JB: Your history is impeccable. When did you begin research for your book?
CR: I did a lot of genealogy research on my family lines when I was a teenager, driving my mom to the LDS genealogical library about 30 miles across the city. These were printed books and microfilms, long before the Internet came to town! She discovered that she and I were direct descendants of Mary Barrett Dyer, whom I’d never heard of. 

We both believed the stuff you read now on the Wiki and genealogy pages, which were copied from the Quaker historians: that Mary Dyer was hanged (the word is hanged, not hung) “for the crime of being a Quaker.” But as you’ll see in my research blog, two novels, nonfiction book, Facebook pages, etc., that is NOT the case. It wasn’t a crime to “be” a Quaker, and no one died for it. Mary and three men deliberately chose to die in civil disobedience, though they had several clear opportunities to just leave Massachusetts Bay Colony.

Mary Dyer's statue
I was commissioned to write and photograph a women-in-ministry convention in New England during leaf-peeping time in October 1997.  As we traveled by coach, a history professor lectured on the Quaker women who were persecuted in the area, and that Hutchinson and Dyer had memorial statues “on Boston Common.” (Actually, they face the Common.) When I learned I’d be stuck at Logan Airport for hours before my plane would board, I jumped into a taxi for a ride to the Common for a personal quest. I was not wearing proper shoes for city walking, cobblestones, or the half-run I made through the park, peering at every monument. Finally, I found Mary, and took several photos before taking another taxi back to the airport. I went home, consulted my files, and counted up the “greats” behind “grandmother”: nine greats. Twelve generations.

The philosophical and theological bits have been a lifelong interest, and while doing some hobby genealogy study on Mary Dyer in about 2006, I ran up against terms I didn’t understand. So I started reading about Anne Hutchinson and antinomian beliefs, and then early Quaker beliefs. It was a revelation to learn that my own church was rooted deeply in New England’s Puritan ways (not in doctrines, necessarily, but in the “corporate culture” of the believers). In 2010, I decided to write a novel about both Mary and William Dyer, and the research began with scores of books and hundreds of internet searches.

JB: How much is known of William Dyer and Mary Barrett’s early lives? Do you know where they were born?
CR: Very little is known of their early lives. There’s a christening record for William in September 1609 that lists his father’s name, but not his mother’s. Mary was born about 1610-11, probably in or near London. There are snippets of rumors that say she was in attendance at the court of Charles I, but no proof. The first real record of Mary is her wedding to William on September 27, 1633, at St. Martin-in-the-Fields church. 
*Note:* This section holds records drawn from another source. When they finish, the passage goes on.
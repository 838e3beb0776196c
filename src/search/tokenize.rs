//! Word segmentation and initials extraction for acronym matching.
//!
//! A candidate text such as `MyFirstComponent.jsx` is split into words
//! (`My`, `First`, `Component`, `jsx`) and reduced to the lower-cased first
//! letter of each word (`mfcj`). Queries are then located inside that
//! initials string.

use std::fmt;

/// Returns true for characters that separate words inside a stem.
/// Consecutive delimiters collapse into a single split point.
fn is_delimiter(c: char) -> bool {
    c.is_whitespace() || matches!(c, '-' | '_' | '.')
}

/// Zero-width word boundary between two adjacent characters of a fragment.
///
/// - lowercase → uppercase: `myFile` → `my` | `File`
/// - letter → digit: `file2` → `file` | `2`
/// - digit → letter: `2fa` → `2` | `fa`
fn is_boundary(prev: char, next: char) -> bool {
    (prev.is_lowercase() && next.is_uppercase())
        || (prev.is_alphabetic() && next.is_ascii_digit())
        || (prev.is_ascii_digit() && next.is_alphabetic())
}

/// Lower-cases one character, keeping only the first char when the
/// lowercase form expands (`İ` → `i`).
pub fn fold_char(c: char) -> char {
    c.to_lowercase().next().unwrap_or(c)
}

/// Lower-cases `text` one character at a time with [`fold_char`].
///
/// Unlike `str::to_lowercase` the result has exactly as many chars as the
/// input and no context-dependent forms (final sigma), so character offsets
/// into the folded text are also offsets into the original.
pub fn fold_case(text: &str) -> String {
    text.chars().map(fold_char).collect()
}

/// Splits `text` at its last `.` into a stem and an extension.
///
/// Only the final dot-segment is treated as an extension, so
/// `archive.tar.gz` yields (`archive.tar`, `gz`). Text without a dot has no
/// extension. The extension may be empty (`notes.`); callers discard it.
pub fn split_extension(text: &str) -> (&str, Option<&str>) {
    match text.rfind('.') {
        Some(dot) => (&text[..dot], Some(&text[dot + 1..])),
        None => (text, None),
    }
}

/// Splits text into an ordered sequence of non-empty words.
///
/// The stem is split on runs of whitespace, `-`, `_` and `.`, then every
/// fragment is split further at case and digit transitions. The extension,
/// if any, is appended as one final word without further splitting.
///
/// Every returned word borrows from `text`, in left-to-right order.
pub fn segment(text: &str) -> Vec<&str> {
    let mut words = Vec::new();
    if text.is_empty() {
        return words;
    }

    let (stem, extension) = split_extension(text);

    for fragment in stem.split(is_delimiter).filter(|f| !f.is_empty()) {
        split_fragment(fragment, &mut words);
    }

    if let Some(extension) = extension.filter(|ext| !ext.is_empty()) {
        words.push(extension);
    }

    words
}

/// Pushes the sub-words of a delimiter-free, non-empty fragment.
fn split_fragment<'a>(fragment: &'a str, words: &mut Vec<&'a str>) {
    let mut word_start = 0;
    let mut prev = None;

    for (i, c) in fragment.char_indices() {
        if let Some(p) = prev
            && is_boundary(p, c)
        {
            words.push(&fragment[word_start..i]);
            word_start = i;
        }
        prev = Some(c);
    }

    words.push(&fragment[word_start..]);
}

/// The lower-cased first character of every word, in word order.
///
/// Each position corresponds to exactly one word, so a position in the
/// initials is also a word index.
#[derive(Debug, Clone, PartialEq, Eq)]
pub struct Initials(Vec<char>);

impl Initials {
    fn from_words(words: &[&str]) -> Self {
        let initials = words
            .iter()
            .filter_map(|word| word.chars().next())
            .map(fold_char)
            .collect::<Vec<_>>();
        debug_assert_eq!(initials.len(), words.len());
        Self(initials)
    }

    /// Number of initials (equal to the number of words).
    pub fn len(&self) -> usize {
        self.0.len()
    }

    pub fn is_empty(&self) -> bool {
        self.0.is_empty()
    }

    pub fn as_chars(&self) -> &[char] {
        &self.0
    }

    /// Leftmost occurrence of `query` as a contiguous run of initials.
    ///
    /// Returns the word index where the run starts. An empty query is found
    /// at index 0, mirroring `str::find("")`.
    pub fn locate(&self, query: &[char]) -> Option<usize> {
        if query.is_empty() {
            return Some(0);
        }
        self.0.windows(query.len()).position(|window| window == query)
    }
}

impl fmt::Display for Initials {
    fn fmt(&self, f: &mut fmt::Formatter<'_>) -> fmt::Result {
        self.0.iter().try_for_each(|c| write!(f, "{c}"))
    }
}

/// A candidate text's words together with the initials derived from them.
///
/// The initials are built once from the word list and cannot be replaced
/// independently of it.
#[derive(Debug, Clone)]
pub struct Segmentation<'a> {
    words: Vec<&'a str>,
    initials: Initials,
}

impl<'a> Segmentation<'a> {
    pub fn new(text: &'a str) -> Self {
        let words = segment(text);
        let initials = Initials::from_words(&words);
        Self { words, initials }
    }

    pub fn words(&self) -> &[&'a str] {
        &self.words
    }

    pub fn initials(&self) -> &Initials {
        &self.initials
    }
}

#[cfg(test)]
mod tests {
    use super::*;
    use assert2::check;
    use rstest::rstest;

    #[rstest]
    #[case("MyFirstComponent.jsx", &["My", "First", "Component", "jsx"])]
    #[case("get_the_score.txt", &["get", "the", "score", "txt"])]
    #[case("xaybzc.txt", &["xaybzc", "txt"])]
    #[case("archive.tar.gz", &["archive", "tar", "gz"])]
    #[case("my-notes  draft.md", &["my", "notes", "draft", "md"])]
    #[case("file2fa", &["file", "2", "fa"])]
    #[case("HTTPServer", &["HTTPServer"])]
    #[case("parseJSON2", &["parse", "JSON", "2"])]
    #[case("README", &["README"])]
    #[case(".gitignore", &["gitignore"])]
    #[case("--__..", &[])]
    #[case("notes.", &["notes"])]
    #[case("", &[])]
    fn test_segment(#[case] input: &str, #[case] expected: &[&str]) {
        check!(segment(input) == expected);
    }

    #[rstest]
    #[case("archive.tar.gz", "archive.tar", Some("gz"))]
    #[case("README", "README", None)]
    #[case("notes.", "notes", Some(""))]
    fn test_split_extension(
        #[case] input: &str,
        #[case] stem: &str,
        #[case] extension: Option<&str>,
    ) {
        check!(split_extension(input) == (stem, extension));
    }

    #[rstest]
    #[case("MyFirstComponent.jsx")]
    #[case("get_the_score.txt")]
    #[case("  lots -- of__delims..here.rs")]
    #[case("v2Release3Notes")]
    #[case("Ünïcödé-Wörds.md")]
    fn test_words_rebuild_text_without_delimiters(#[case] input: &str) {
        let stripped: String = input.chars().filter(|c| !is_delimiter(*c)).collect();
        check!(segment(input).concat() == stripped);
    }

    #[test]
    fn test_words_never_empty() {
        for text in ["a", "_a_", "a..b", " . ", "A1b2C3"] {
            check!(segment(text).iter().all(|w| !w.is_empty()), "{text}");
        }
    }

    #[rstest]
    #[case("MyFirstComponent.jsx", "mfcj")]
    #[case("get_the_score.txt", "gtst")]
    #[case("xaybzc.txt", "xt")]
    #[case("Éclair-Straße", "és")]
    #[case("", "")]
    fn test_initials(#[case] input: &str, #[case] expected: &str) {
        let segmentation = Segmentation::new(input);
        check!(segmentation.initials().to_string() == expected);
        check!(segmentation.initials().len() == segmentation.words().len());
    }

    #[rstest]
    #[case("İİnotes.md", "iinotes.md")]
    #[case("ΑΣ", "ασ")]
    #[case("MyFile", "myfile")]
    fn test_fold_case_keeps_char_count(#[case] input: &str, #[case] expected: &str) {
        let folded = fold_case(input);
        check!(folded == expected);
        check!(folded.chars().count() == input.chars().count());
    }

    #[rstest]
    #[case("mfcj", "mfc", Some(0))]
    #[case("gtst", "ts", Some(1))]
    #[case("abab", "ab", Some(0))]
    #[case("xt", "abc", None)]
    #[case("ab", "abc", None)]
    #[case("abc", "", Some(0))]
    fn test_locate(#[case] initials: &str, #[case] query: &str, #[case] expected: Option<usize>) {
        let initials = Initials(initials.chars().collect());
        let query: Vec<char> = query.chars().collect();
        check!(initials.locate(&query) == expected);
    }
}
//! Acronym matching for file names and paths.
//!
//! A query like `mfc` matches `MyFirstComponent.jsx` because it spells the
//! initials of the words in the name. See [`search::AcronymMatcher`].

pub mod cli;
pub mod config;
pub mod corpus;
pub mod error;
pub mod format;
pub mod search;
pub mod tracing;

pub use config::Config;
pub use error::{Error, Result};
pub use search::{
    AcronymMatcher, FileCandidate, Finder, FinderOptions, MatchResult, MatchSource, PathSegments,
    SearchHit, Span, Suggestion,
};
JB: You write about Mary Dyer’s life as if you know her. How much is actually known of Mary’s early life?
CR: I think I do know her! But not because of any family stories, legends, or mystical experiences. As I explained above, what little I knew was wrong. But I so thoroughly researched her culture, religious beliefs, friends and enemies, surroundings, what took place later in her life, etc., that I could place her in situations and then project what probably happened based on what the people around her did and said.

As for what is actually known about Mary, I learned that many of the things I thought were established fact, were written by Quaker historians who had an agenda, which was not to write factual details or investigative journalism. Their agenda was to promote their beliefs and persuade others to support or at least tolerate their practices. In essence, they were public relations and communications managers for their new sect. I recognized that because it’s what I did for years, for two universities and a nonprofit organization!

JB: John and Margaret Dyer were real people. Why did you choose them for Mary’s guardians?
CR: I saw John’s name in a tax record on Johan Winsser’s trustworthy research website. John’s poor-roll tax was substantial, so they had some money. Then I went hunting for, and found, his childless wife that he married rather late in life. They lived in the right place and had a name that would fit my novel plotting.

1625 London plague woodcut
I also decided that with major plague epidemics regularly raging in London, and killing tens of thousands of residents at a time, Mary Barrett and William Dyer and his master must have had an escape hatch. And since Mary would be a mistress of garden and farm servants in just a few years, she would have to learn practical economics. So I needed people who lived out in the country but had ties in the city. I created the Stansbys, in the real village of Willesden.

JB: I remember being told in school that the Puritans came here for religious freedom. You write that they hid their religious intent behind stated plans to make investors rich.
CR: Yes, they were a corporation designed to make money in development and export of New England’s natural resources of timber, shipbuilding, furs, food production, fishing, and other commercial pursuits, plus all the support industries to make a viable, flourishing community. Really, who could blame them, when they had to sell their homes, farms, animals, and businesses in England that were being heavily taxed? They were imprisoned by the king’s men for their dissent and refusal to conform to religion or government. Some of them had to flee their homeland in secrecy to avoid imprisonment. So often, incarceration itself caused death.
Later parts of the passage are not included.